Published By Tenzin Saldon

His Holiness the Dalai Lama at Jokhang temple in Leh Ladakh, 4 July 2018. Photo/Jayang Tsering/DIIR

Leh Ladakh: Kicking off his day 2 engagements in Ladakh, His Holiness the Dalai Lama addressed a group of Buddhist scholars and officials during a pilgrimage to Jokhang temple in Leh Ladakh Wednesday morning.

Delving on the revival of ancient Indian psychology in modern India, His Holiness said he feels strongly about the subject and its potential benefit for the world.

“The future of humanity depends on the adoption of a positive mental attitude by the current generation. This is why a holistic education is so important. Modern education is very sound, but it seems to be based on a universal acceptance of the importance of developing the brain. Not enough attention is given to the development of the person as a whole, and to encouraging a clear sense of values and a warm heart.

He said Tibetan Buddhist scholars in Sera, Drepung, Gaden Monastery and others who have been studying the Nalanda texts for over twenty years can assist the modern teachers in understanding this ancient knowledge and incorporate them in the modern education system.

“This country, India has the opportunity to develop a more integrated education system by incorporating the modern and ancient knowledge,” he said. “Practices such as Shamata and Vipassana involve analytical meditation and single-minded focus to analyse the nature of reality. Similarly, there is a huge wealth of knowledge on tackling emotions and deeper understanding of the mind”.

He further spoke about India’s 1,000-year-old tradition of secularism, which he said is very relevant to today’s world.

“India is the only country where the centuries’ old idea of ahimsa, non-violence, is part of the culture and way of life. This contributes to the remarkable sense of religious harmony that prevails in the only country in which all the world’s religions live together side by side in respect and friendship.

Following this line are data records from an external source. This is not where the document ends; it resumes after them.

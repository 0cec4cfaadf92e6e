/*
 * @file pi.rs
 * @author Mike Hamburg
 * @copyright 2020-2022 Rambus Inc.
 *
 * Monte Carlo estimate of pi in 64-bit fixed point.
 */

use crate::error::{Error,Result};
use log::{debug,info};
use std::thread;

/**
 * Logically, a fixed-point value >= 0 and < 1: the scalar implicitly
 * divided by 2^64.  That's close to 64 bits of precision, where an f64
 * only has 53.
 */
pub type Fixed64 = u64;

/* Random 64-bit primes with decent distribution properties */
const PRIME1 : u64 = 0x876f170be4f1fcb9;
const PRIME2 : u64 = 0xf0433a4aecda4c5f;

/** Square a fixed-point value, rounding to nearest (half up). */
#[inline(always)]
pub fn square(v:Fixed64) -> Fixed64 {
    let square = (v as u128) * (v as u128);
    ((square >> 64) as u64) + (((square as u64) >> 63) & 1)
}

/**
 * Count how many of `samples` points (a,b) fall in the unit quarter
 * circle, i.e. a^2 + b^2 < 1.
 *
 * The points aren't random: a and b start at multiples of the seed and
 * step by fixed primes.  Each square is used twice by advancing a and b
 * alternately:
 *   (a0,b0) (a1,b0) (a1,b1) (a2,b1) ...
 * so `samples` must be even.
 */
pub fn in_count(samples:u64, seed:u64) -> Result<u64> {
    if samples % 2 != 0 { return Err(Error::OddSampleCount(samples)); }

    /* Order of primes swapped vs. the steps */
    let mut a : Fixed64 = seed.wrapping_mul(PRIME2);
    let mut b : Fixed64 = seed.wrapping_mul(PRIME1);

    let mut count = 0u64;
    let mut a2 = square(a);
    for _ in 0..samples/2 {
        let b2 = square(b);
        count += (a2 < u64::MAX - b2) as u64;

        a = a.wrapping_add(PRIME1);
        b = b.wrapping_add(PRIME2);

        a2 = square(a);
        count += (a2 < u64::MAX - b2) as u64;
    }
    Ok(count)
}

/** Points counted inside the quarter circle, out of how many. */
#[derive(Copy,Clone,PartialEq,Eq,Debug)]
pub struct PiEstimate {
    pub in_count: u64,
    pub samples: u64,
}

impl PiEstimate {
    /** 4 * in_count / samples */
    pub fn approx_pi(&self) -> f64 {
        (self.in_count as f64 / self.samples as f64) * 4.0
    }

    /** The estimate, formatted to 16 significant digits with trailing zeros dropped */
    pub fn report(&self) -> String {
        format!("in_count: {} / {}\napprox_pi: {}", self.in_count, self.samples,
            significant(self.approx_pi(), 16))
    }
}

/**
 * Format `x` to `digits` significant digits the way printf's `%g` does:
 * fixed notation unless the exponent is below -4 or at least `digits`,
 * then strip trailing zeros and any trailing decimal point.
 */
fn significant(x:f64, digits:usize) -> String {
    let digits = digits.max(1);
    if !x.is_finite() { return x.to_string(); }

    /* Round first, so that e.g. 9.99...9 bumps the exponent */
    let sci = format!("{:.*e}", digits - 1, x);
    let (mantissa, exponent) = sci.split_once('e').unwrap_or((&sci, "0"));
    let exponent : i32 = exponent.parse().unwrap_or(0);

    if exponent < -4 || exponent >= digits as i32 {
        let sign = if exponent < 0 { '-' } else { '+' };
        format!("{}e{}{:02}", trim_zeros(mantissa), sign, exponent.abs())
    } else {
        let decimals = (digits as i32 - 1 - exponent) as usize;
        trim_zeros(&format!("{:.*}", decimals, x)).to_string()
    }
}

fn trim_zeros(s:&str) -> &str {
    if s.contains('.') { s.trim_end_matches('0').trim_end_matches('.') } else { s }
}

/**
 * Options for the estimator.
 *
 * Implements `Default`: 10000 samples on one thread with a fresh seed.
 */
#[derive(Copy,Clone,PartialEq,Eq,Debug)]
pub struct PiOptions {
    /** Total samples; rounded down to an even multiple of `threads` */
    pub samples: u64,
    pub threads: usize,
    /** Thread `t` uses `seed + t`.  Default: `None`, fresh from the OS */
    pub seed: Option<u64>,
}

impl Default for PiOptions {
    fn default() -> Self {
        PiOptions { samples: 10000, threads: 1, seed: None }
    }
}

/**
 * Estimate pi with `threads` independent workers.  Each worker counts
 * its own share of the samples; the counts are summed after joining.
 */
pub fn estimate(samples:u64, threads:usize, seed:u64) -> Result<PiEstimate> {
    if threads == 0 { return Err(Error::InvalidThreads); }
    let per_thread = samples / threads as u64 / 2 * 2;
    if per_thread == 0 {
        return Err(Error::TooFewSamples { samples, threads });
    }
    info!("estimating pi: {} samples on {} threads, seed {}", per_thread * threads as u64, threads, seed);

    let counts = thread::scope(|scope| {
        let workers : Vec<_> = (0..threads).map(|t| {
            scope.spawn(move || in_count(per_thread, seed.wrapping_add(t as u64)))
        }).collect();
        workers.into_iter().enumerate().map(|(t,worker)| {
            worker.join().map_err(|_| Error::WorkerPanicked(t))?
        }).collect::<Result<Vec<u64>>>()
    })?;
    debug!("per-thread counts: {:?}", counts);

    Ok(PiEstimate {
        in_count: counts.iter().sum(),
        samples: per_thread * threads as u64
    })
}

/** [`estimate`] with options, choosing a seed if there isn't one. */
pub fn estimate_with(options: &PiOptions) -> Result<PiEstimate> {
    let seed = options.seed.unwrap_or_else(crate::seed::fresh_seed);
    estimate(options.samples, options.threads, seed)
}

#[cfg(test)]
mod tests {
    use crate::error::Error;
    use crate::pi::{estimate,estimate_with,in_count,significant,square,PiEstimate,PiOptions};
    use rand::{thread_rng,Rng};

    #[test]
    fn test_square() {
        assert_eq!(square(0), 0);
        assert_eq!(square(1<<32), 1);
        assert_eq!(square(1<<63), 1<<62);
        /* (2^64-1)^2 = 2^128 - 2^65 + 1 */
        assert_eq!(square(u64::MAX), u64::MAX - 1);
        /* just above and just below sqrt(2^63), i.e. one half in the last place */
        assert_eq!(square(3037000500), 1);
        assert_eq!(square(3037000499), 0);

        for _ in 0..1000 {
            let v = thread_rng().gen::<u64>();
            let exact = (v as f64 / 2f64.powi(64)).powi(2);
            let got = square(v) as f64 / 2f64.powi(64);
            assert!((exact - got).abs() < 1e-15);
            assert!(square(v) <= v);
        }
    }

    #[test]
    fn test_in_count() {
        /* (0,0) is inside, and so is (P1,0) */
        assert_eq!(in_count(2, 0), Ok(2));
        assert_eq!(in_count(0, 5), Ok(0));
        assert_eq!(in_count(3, 5), Err(Error::OddSampleCount(3)));
        let n = in_count(1000, 17).unwrap();
        assert!(n <= 1000);
        assert_eq!(in_count(1000, 17), Ok(n));
    }

    #[test]
    fn test_estimate_converges() {
        let est = estimate(1_000_000, 4, 12345).unwrap();
        assert_eq!(est.samples, 1_000_000);
        assert!((est.approx_pi() - std::f64::consts::PI).abs() < 0.01);
    }

    /* Splitting among threads doesn't change what's counted */
    #[test]
    fn test_thread_split() {
        let seed = thread_rng().gen::<u64>();
        let est = estimate(10_001, 3, seed).unwrap();
        assert_eq!(est.samples, 3 * 3332);
        let mut expected = 0;
        for t in 0..3 {
            expected += in_count(3332, seed.wrapping_add(t)).unwrap();
        }
        assert_eq!(est.in_count, expected);
        assert_eq!(estimate(10_001, 3, seed), Ok(est));
    }

    #[test]
    fn test_errors() {
        assert_eq!(estimate(100, 0, 1), Err(Error::InvalidThreads));
        assert_eq!(estimate(3, 2, 1), Err(Error::TooFewSamples { samples: 3, threads: 2 }));
        let options = PiOptions { threads: 0, ..PiOptions::default() };
        assert!(estimate_with(&options).is_err());
        let est = estimate_with(&PiOptions::default()).unwrap();
        assert_eq!(est.samples, 10000);
    }

    /* Same output as printf("%.16g") */
    #[test]
    fn test_report() {
        let est = PiEstimate { in_count: 7854, samples: 10000 };
        assert_eq!(est.report(), "in_count: 7854 / 10000\napprox_pi: 3.1416");
        let est = PiEstimate { in_count: 0, samples: 10 };
        assert_eq!(est.report(), "in_count: 0 / 10\napprox_pi: 0");
        let est = PiEstimate { in_count: 2, samples: 2 };
        assert_eq!(est.report(), "in_count: 2 / 2\napprox_pi: 4");
        let est = PiEstimate { in_count: 7853981, samples: 10000000 };
        assert_eq!(est.report(), "in_count: 7853981 / 10000000\napprox_pi: 3.1415924");
    }

    #[test]
    fn test_significant() {
        assert_eq!(significant(1.0/3.0, 16), "0.3333333333333333");
        assert_eq!(significant(2.0/3.0, 4), "0.6667");
        assert_eq!(significant(9.99999, 3), "10");
        assert_eq!(significant(0.5, 16), "0.5");
        assert_eq!(significant(4e-6, 16), "4e-06");
        assert_eq!(significant(1.25e-5, 16), "1.25e-05");
        assert_eq!(significant(123456.0, 3), "1.23e+05");
        assert_eq!(significant(0.0001, 16), "0.0001");
    }
}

“Though there were differences in philosophical thought, it was never used for propagating violence. Hindu, Jain and Buddhist philosophies are home-grown, and Zoroastrian, Judaism and Christianity came from outside. For over 3 to 4000 years, all these faiths have lived together in harmony. That is the greatness of India.

Speaking of faith, His Holiness said he accords equal respect for all religion. “However, in terms of philosophy, I think Buddhist philosophy is very unique and scientific. He argued that the Tibetan Buddhist philosophy speaks of scientific phenomena such as interdependence, which has aroused great interest in modern scientists.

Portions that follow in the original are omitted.